"Furnace Penitentiary: the world’s most secure prison for young offenders, buried a mile beneath the earth’s surface. Convicted of a murder he didn’t commit, sentenced to life without parole, “new fish” Alex Sawyer knows he has two choices: find a way out, or resign himself to a death behind bars, in the darkness at the bottom of the world. Except in Furnace, death is the least of his worries. Soon Alex discovers that the prison is a place of pure evil, where inhuman creatures in gas masks stalk the corridors at night, where giants in black suits drag screaming inmates into the shadows, where deformed beasts can be heard howling from the blood-drenched tunnels below. And behind everything is the mysterious, all-powerful warden, a man as cruel and dangerous as the devil himself, whose unthinkable acts have consequences that stretch far beyond the walls of the prison.Together with a bunch of inmates—some innocent kids who have been framed, others cold-blooded killers—Alex plans an escape. But as he starts to uncover the truth about Furnace’s deeper, darker purpose, Alex’s actions grow ever more dangerous, and he must risk everything to expose this nightmare that’s hidden from the eyes of the world."

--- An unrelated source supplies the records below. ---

// Threading models and per-thread library state.
//
// Each thread owns a heap (single/async modes) or shares one with the other
// members of its group (shared mode). Every public operation acquires the
// heap for its whole duration, which doubles as the implicit pause the
// engines need: a collection can only start between operations. The
// asynchronous modes run collections on a dedicated worker thread; the
// pause/resume contract becomes a message pair on a channel.

use std::cell::RefCell;
use std::collections::HashMap;
use std::sync::{Arc, Mutex};

use crossbeam_channel::{unbounded, Receiver, Sender};
use lazy_static::lazy_static;
use threadpool::ThreadPool;

use crate::error::ErrorLevel;
use crate::gc;
use crate::pages::Heap;

/// Threading model, chosen once per thread at initialization.
#[derive(Debug, Clone, Copy, PartialEq, Eq)]
pub enum Mode {
    /// One thread, synchronous collections.
    Single,
    /// One thread plus a dedicated GC worker.
    Async,
    /// Several threads sharing one heap, identified by a group number; a
    /// dedicated worker collects when no member is paused.
    Shared(usize),
}

enum WorkerMsg {
    Collect,
    Shutdown,
}

struct ThreadCtx {
    mode: Mode,
    heap: Arc<Mutex<Heap>>,
    collect_tx: Option<Sender<WorkerMsg>>,
    pool: Option<ThreadPool>,
}

struct GroupEntry {
    heap: Arc<Mutex<Heap>>,
    tx: Sender<WorkerMsg>,
    pool: ThreadPool,
    members: usize,
}

lazy_static! {
    static ref GROUPS: Mutex<HashMap<usize, GroupEntry>> = Mutex::new(HashMap::new());
}

thread_local! {
    static CTX: RefCell<Option<ThreadCtx>> = RefCell::new(None);
}

fn worker_loop(heap: Arc<Mutex<Heap>>, rx: Receiver<WorkerMsg>) {
    while let Ok(msg) = rx.recv() {
        match msg {
            WorkerMsg::Collect => {
                let mut h = heap.lock().unwrap();
                if h.user_paused > 0 {
                    // A mutator holds a pause; the matching resume will
                    // signal again.
                    h.gc_pending = true;
                } else if h.gc_pending {
                    gc::collect(&mut h);
                }
            }
            WorkerMsg::Shutdown => break,
        }
    }
}

fn spawn_worker(heap: Arc<Mutex<Heap>>) -> (Sender<WorkerMsg>, ThreadPool) {
    let (tx, rx) = unbounded();
    let pool = ThreadPool::new(1);
    pool.execute(move || worker_loop(heap, rx));
    (tx, pool)
}

/// Initialize the library on the calling thread. Double initialization is an
/// error.
pub fn init(mode: Mode) {
    CTX.with(|c| {
        if c.borrow().is_some() {
            col_error!(ErrorLevel::Error, "thread already initialized");
            return;
        }
        let ctx = match mode {
            Mode::Single => ThreadCtx {
                mode,
                heap: Arc::new(Mutex::new(Heap::new())),
                collect_tx: None,
                pool: None,
            },
            Mode::Async => {
                let heap = Arc::new(Mutex::new(Heap::new()));
                let (tx, pool) = spawn_worker(heap.clone());
                ThreadCtx {
                    mode,
                    heap,
                    collect_tx: Some(tx),
                    pool: Some(pool),
                }
            }
            Mode::Shared(group) => {
                let mut groups = GROUPS.lock().unwrap();
                let entry = groups.entry(group).or_insert_with(|| {
                    let heap = Arc::new(Mutex::new(Heap::new()));
                    let (tx, pool) = spawn_worker(heap.clone());
                    GroupEntry {
                        heap,
                        tx,
                        pool,
                        members: 0,
                    }
                });
                entry.members += 1;
                ThreadCtx {
                    mode,
                    heap: entry.heap.clone(),
                    collect_tx: Some(entry.tx.clone()),
                    pool: None,
                }
            }
        };
        *c.borrow_mut() = Some(ctx);
    })
}

/// Tear down the calling thread's library state. Must match a prior `init`
/// on the same thread.
pub fn cleanup() {
    CTX.with(|c| {
        let ctx = match c.borrow_mut().take() {
            Some(ctx) => ctx,
            None => {
                col_error!(ErrorLevel::Error, "cleanup without matching init");
                return;
            }
        };
        match ctx.mode {
            Mode::Single => {}
            Mode::Async => {
                if let Some(tx) = &ctx.collect_tx {
                    let _ = tx.send(WorkerMsg::Shutdown);
                }
                if let Some(pool) = &ctx.pool {
                    pool.join();
                }
            }
            Mode::Shared(group) => {
                let mut groups = GROUPS.lock().unwrap();
                let last = match groups.get_mut(&group) {
                    Some(entry) => {
                        entry.members -= 1;
                        entry.members == 0
                    }
                    None => false,
                };
                if last {
                    if let Some(entry) = groups.remove(&group) {
                        let _ = entry.tx.send(WorkerMsg::Shutdown);
                        entry.pool.join();
                    }
                }
            }
        }
    })
}

/// Whether `init` has run on this thread.
pub fn initialized() -> bool {
    CTX.with(|c| c.borrow().is_some())
}

/// Run `f` against the calling thread's heap. Holding the heap for the whole
/// operation is what keeps a collection from observing intermediate cell
/// states; on the way out, a scheduled collection is run (single mode) or
/// signalled to the worker.
pub(crate) fn with_heap<R>(f: impl FnOnce(&mut Heap) -> R) -> Option<R> {
    CTX.with(|c| {
        let ctx_ref = c.borrow();
        let ctx = match ctx_ref.as_ref() {
            Some(ctx) => ctx,
            None => {
                col_error!(ErrorLevel::Error, "library not initialized on this thread");
                return None;
            }
        };
        let mut signal = false;
        let r = {
            let mut h = ctx.heap.lock().unwrap();
            let r = f(&mut h);
            if h.gc_pending && h.user_paused == 0 {
                match ctx.mode {
                    Mode::Single => gc::collect(&mut h),
                    _ => signal = true,
                }
            }
            r
        };
        if signal {
            if let Some(tx) = &ctx.collect_tx {
                let _ = tx.send(WorkerMsg::Collect);
            }
        }
        Some(r)
    })
}

/// Suspend garbage collection until the matching `resume_gc`. Pauses nest.
pub fn pause_gc() {
    with_heap(|h| {
        h.user_paused += 1;
    });
}

/// Attempt to pause without blocking; fails when a collection is running on
/// the worker thread.
pub fn try_pause_gc() -> bool {
    CTX.with(|c| {
        let ctx_ref = c.borrow();
        let ctx = match ctx_ref.as_ref() {
            Some(ctx) => ctx,
            None => {
                col_error!(ErrorLevel::Error, "library not initialized on this thread");
                return false;
            }
        };
        let result = match ctx.heap.try_lock() {
            Ok(mut h) => {
                h.user_paused += 1;
                true
            }
            Err(_) => false,
        };
        result
    })
}

/// Re-enable garbage collection. This is one of the two points where a
/// scheduled collection may start.
pub fn resume_gc() {
    with_heap(|h| {
        if h.user_paused == 0 {
            col_error!(ErrorLevel::Error, "resume_gc without matching pause_gc");
        } else {
            h.user_paused -= 1;
        }
    });
}

/// Snapshot of collection statistics for the calling thread's heap.
pub fn gc_stats() -> Option<gc::GcStats> {
    with_heap(|h| h.stats)
}
// Error reporting. All failure paths in the library are explicit returns
// plus a side channel through the installed error hook; no panics cross the
// public surface for recoverable conditions.

use std::cell::Cell;
use std::process;

/// Error severity reported to the hook.
///
/// `Fatal` errors leave the library in an unusable state (allocation failure,
/// broken heap invariants); the default hook terminates the process. `Error`
/// covers recoverable conditions (type mismatches, out-of-range indices), for
/// which operations return their documented sentinel value.
#[derive(Debug, Clone, Copy, PartialEq, Eq)]
pub enum ErrorLevel {
    Fatal,
    Error,
}

/// Signature of error hooks. Receives the level and the formatted message.
pub type ErrorProc = fn(ErrorLevel, &str);

thread_local! {
    static ERROR_PROC: Cell<ErrorProc> = Cell::new(default_error_proc);
}

fn default_error_proc(level: ErrorLevel, msg: &str) {
    match level {
        ErrorLevel::Fatal => {
            eprintln!("nereid: fatal: {}", msg);
            process::abort();
        }
        ErrorLevel::Error => {
            eprintln!("nereid: error: {}", msg);
        }
    }
}

/// Install an error hook for the calling thread, returning the previous one.
pub fn set_error_proc(proc: ErrorProc) -> ErrorProc {
    ERROR_PROC.with(|p| p.replace(proc))
}

/// The currently installed error hook.
pub fn error_proc() -> ErrorProc {
    ERROR_PROC.with(|p| p.get())
}

pub(crate) fn report(level: ErrorLevel, msg: &str) {
    error_proc()(level, msg);
}

macro_rules! col_error {
    ($level:expr, $($arg:tt)*) => {
        crate::error::report($level, &format!($($arg)*))
    };
}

This book was a thriller and is by far the best book I have ever read. The motto conveys what the book is about perfectly, “beneath heaven is hell and beneath hell is the Furnace.” It's about thrills and chills. The book was so jaw-dropping and amazing, that I kept going to my family and reading parts to them. By the time I got done I literally had no voice, I sounded like a bizarre mouse squeaking out words. It seemed like every other paragraph something comes that you didn't see. Every time, you just stare at the page and say
Woah.
I definitely recommend. It's hard to tell whether I had light amounts of language or a medium amount, the blood rushing, adrenaline raising content really left my ‘how much’ scale disoriented. Based on the length of the book I would have to say it was a medium amount, but again with the action it was hard to take notice. My only lasting question was...Why have I never heard of this author before?!